-- Task instructions --
Look through the lines below, find those with the word "Debug", and copy them.

--- Recorded information Enclosed Below ---

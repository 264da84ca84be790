//! Session handlers.
//!
//! A handler is the application slot of a connection: it sees every
//! complete message and may answer with one message. The engine frames and
//! writes the answer in the order the triggering messages were received.

use echoframe_proto::{CloseInfo, Message};

/// Application logic bound to one connection.
pub trait MessageHandler: Send + 'static {
    /// Handle a complete message, optionally returning a reply.
    fn on_message(&mut self, message: Message) -> Option<Message>;

    /// Called once when the connection ends, with the peer's close info if
    /// it sent one.
    fn on_close(&mut self, _info: Option<&CloseInfo>) {}
}

/// Sends every message back unchanged, preserving its kind.
#[derive(Debug, Clone, Copy, Default)]
pub struct EchoHandler;

impl MessageHandler for EchoHandler {
    fn on_message(&mut self, message: Message) -> Option<Message> {
        Some(message)
    }
}
//! Arbitrary bytes after a valid handshake, fed in arbitrary chunks. The
//! engine must never panic, must stop consuming once closed, and must ask
//! for the transport to be closed at most once.

#![no_main]

use std::time::{Duration, Instant};

use bytes::BytesMut;
use echoframe_core::{Connection, ConnectionAction, ConnectionConfig};
use libfuzzer_sys::fuzz_target;

const REQUEST: &[u8] = b"GET / HTTP/1.1\r\n\
    Host: localhost\r\n\
    Upgrade: websocket\r\n\
    Connection: Upgrade\r\n\
    Sec-WebSocket-Key: dGhlIHNhbXBsZSBub25jZQ==\r\n\
    Sec-WebSocket-Version: 13\r\n\r\n";

fuzz_target!(|data: &[u8]| {
    let Some((&chunk, data)) = data.split_first() else {
        return;
    };
    let chunk = usize::from(chunk).max(1);

    let config = ConnectionConfig {
        max_frame_size: 64 * 1024,
        max_message_size: 256 * 1024,
        ..Default::default()
    };
    let mut now = Instant::now();
    let mut conn = Connection::new(config, now);
    if conn.handshake(REQUEST, now).is_err() {
        return;
    }

    let mut buf = BytesMut::new();
    let mut closes = 0;
    for piece in data.chunks(chunk) {
        buf.extend_from_slice(piece);
        now += Duration::from_millis(10);
        loop {
            let Ok(actions) = conn.receive(&mut buf, now) else {
                return;
            };
            let delivered = actions.iter().any(|a| matches!(a, ConnectionAction::Deliver(_)));
            closes += actions.iter().filter(|a| matches!(a, ConnectionAction::Close { .. })).count();
            if !delivered {
                break;
            }
        }
        if conn.is_closed() {
            assert!(buf.is_empty());
        }
    }

    assert!(closes <= 1);
    conn.finish();
    assert!(conn.is_closed());
});
//! Close negotiation.
//!
//! Tracks the two-sided close handshake for one connection: who sent the
//! first Close frame, what each side said, and how long we wait for the
//! peer's acknowledgment. Whatever path ends the connection (clean ack,
//! timeout, protocol error, broken transport), [`CloseNegotiation::release`]
//! reports `true` exactly once so the transport is torn down exactly once.
//!
//! ```text
//!             initiate            peer Close
//!  ┌──────┐ ───────────> ┌──────────────┐ ──────────> ┌──────┐
//!  │ Open │              │ AwaitingPeer │  timeout     │ Done │
//!  └──────┘ ───────────────────────────────────────> └──────┘
//!          peer Close (reply sent) / abort
//! ```

use std::time::{Duration, Instant};

use echoframe_proto::{CloseCode, CloseInfo, Frame};

/// Side that sent the first Close frame.
#[derive(Debug, Clone, Copy, PartialEq, Eq)]
pub enum Initiator {
    /// We closed first
    Local,
    /// The peer closed first
    Remote,
}

#[derive(Debug, Clone, Copy, PartialEq, Eq)]
enum Phase {
    Open,
    AwaitingPeer { deadline: Instant },
    Done,
}

/// Outcome of receiving the peer's Close frame.
#[derive(Debug, Clone, PartialEq, Eq)]
pub enum CloseStep {
    /// Peer closed first; send this Close frame back.
    Reply(Frame),
    /// Peer acknowledged our Close; the handshake is complete.
    Complete,
    /// Handshake already finished; nothing to do.
    Ignored,
}

/// Close handshake bookkeeping.
#[derive(Debug, Clone)]
pub struct CloseNegotiation {
    timeout: Duration,
    phase: Phase,
    initiator: Option<Initiator>,
    sent: Option<CloseInfo>,
    received: Option<CloseInfo>,
    clean: bool,
    released: bool,
}

impl CloseNegotiation {
    /// Create a negotiation waiting at most `timeout` for the peer's
    /// acknowledgment.
    pub fn new(timeout: Duration) -> Self {
        Self {
            timeout,
            phase: Phase::Open,
            initiator: None,
            sent: None,
            received: None,
            clean: false,
            released: false,
        }
    }

    /// Start a local close.
    ///
    /// Returns the Close frame to send, or `None` if a Close frame was
    /// already sent.
    pub fn initiate(&mut self, info: CloseInfo, now: Instant) -> Option<Frame> {
        if self.phase != Phase::Open {
            return None;
        }
        let frame = Frame::close(Some(&info));
        self.initiator = Some(Initiator::Local);
        self.sent = Some(info);
        self.phase = Phase::AwaitingPeer { deadline: now + self.timeout };
        Some(frame)
    }

    /// Handle the peer's Close frame (`None` when it carried no status code).
    ///
    /// A peer-initiated close is answered with the same code, or 1000 when
    /// the peer sent none.
    pub fn receive(&mut self, info: Option<CloseInfo>) -> CloseStep {
        match self.phase {
            Phase::Open => {
                let code = info.as_ref().map_or(CloseCode::NORMAL, CloseInfo::code);
                let reply = CloseInfo::code_only(code);
                let frame = Frame::close(Some(&reply));

                self.initiator = Some(Initiator::Remote);
                self.received = info;
                self.sent = Some(reply);
                self.clean = true;
                self.phase = Phase::Done;
                CloseStep::Reply(frame)
            },
            Phase::AwaitingPeer { .. } => {
                self.received = info;
                self.clean = true;
                self.phase = Phase::Done;
                CloseStep::Complete
            },
            Phase::Done => CloseStep::Ignored,
        }
    }

    /// Abandon the handshake after a protocol error.
    ///
    /// Returns a best-effort Close frame carrying `info` if none was sent
    /// yet. The close is unclean either way.
    pub fn abort(&mut self, info: CloseInfo) -> Option<Frame> {
        let frame = match self.phase {
            Phase::Open => {
                let frame = Frame::close(Some(&info));
                self.initiator = Some(Initiator::Local);
                self.sent = Some(info);
                Some(frame)
            },
            Phase::AwaitingPeer { .. } | Phase::Done => None,
        };
        self.clean = false;
        self.phase = Phase::Done;
        frame
    }

    /// Check the acknowledgment deadline.
    ///
    /// Returns `true` once, when the deadline passes while still waiting.
    pub fn poll_timeout(&mut self, now: Instant) -> bool {
        match self.phase {
            Phase::AwaitingPeer { deadline } if now >= deadline => {
                self.clean = false;
                self.phase = Phase::Done;
                true
            },
            _ => false,
        }
    }

    /// When the wait for the peer's acknowledgment ends.
    pub fn deadline(&self) -> Option<Instant> {
        match self.phase {
            Phase::AwaitingPeer { deadline } => Some(deadline),
            _ => None,
        }
    }

    /// Mark the transport released.
    ///
    /// Returns `true` the first time only. Ends the negotiation if it was
    /// still running (the close is then unclean).
    pub fn release(&mut self) -> bool {
        if self.released {
            return false;
        }
        if self.phase != Phase::Done {
            self.clean = false;
            self.phase = Phase::Done;
        }
        self.released = true;
        true
    }

    /// Check if a Close frame has been sent or the handshake ended.
    pub fn is_started(&self) -> bool {
        self.phase != Phase::Open
    }

    /// Check if the handshake has ended (acknowledged, timed out or aborted).
    pub fn is_done(&self) -> bool {
        self.phase == Phase::Done
    }

    /// Check if both Close frames were exchanged.
    pub fn is_clean(&self) -> bool {
        self.clean
    }

    /// Check if the transport was released.
    pub fn is_released(&self) -> bool {
        self.released
    }

    /// Side that closed first.
    pub fn initiator(&self) -> Option<Initiator> {
        self.initiator
    }

    /// Close info we sent.
    pub fn sent(&self) -> Option<&CloseInfo> {
        self.sent.as_ref()
    }

    /// Close info the peer sent.
    pub fn received(&self) -> Option<&CloseInfo> {
        self.received.as_ref()
    }
}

--- End of Enclosed Recorded information ---

-- Response area --
#[derive(Debug, Clone, Copy, Default)]
#[derive(Debug, Clone, Copy, PartialEq, Eq)]
#[derive(Debug, Clone, Copy, PartialEq, Eq)]
#[derive(Debug, Clone, PartialEq, Eq)]
#[derive(Debug, Clone)]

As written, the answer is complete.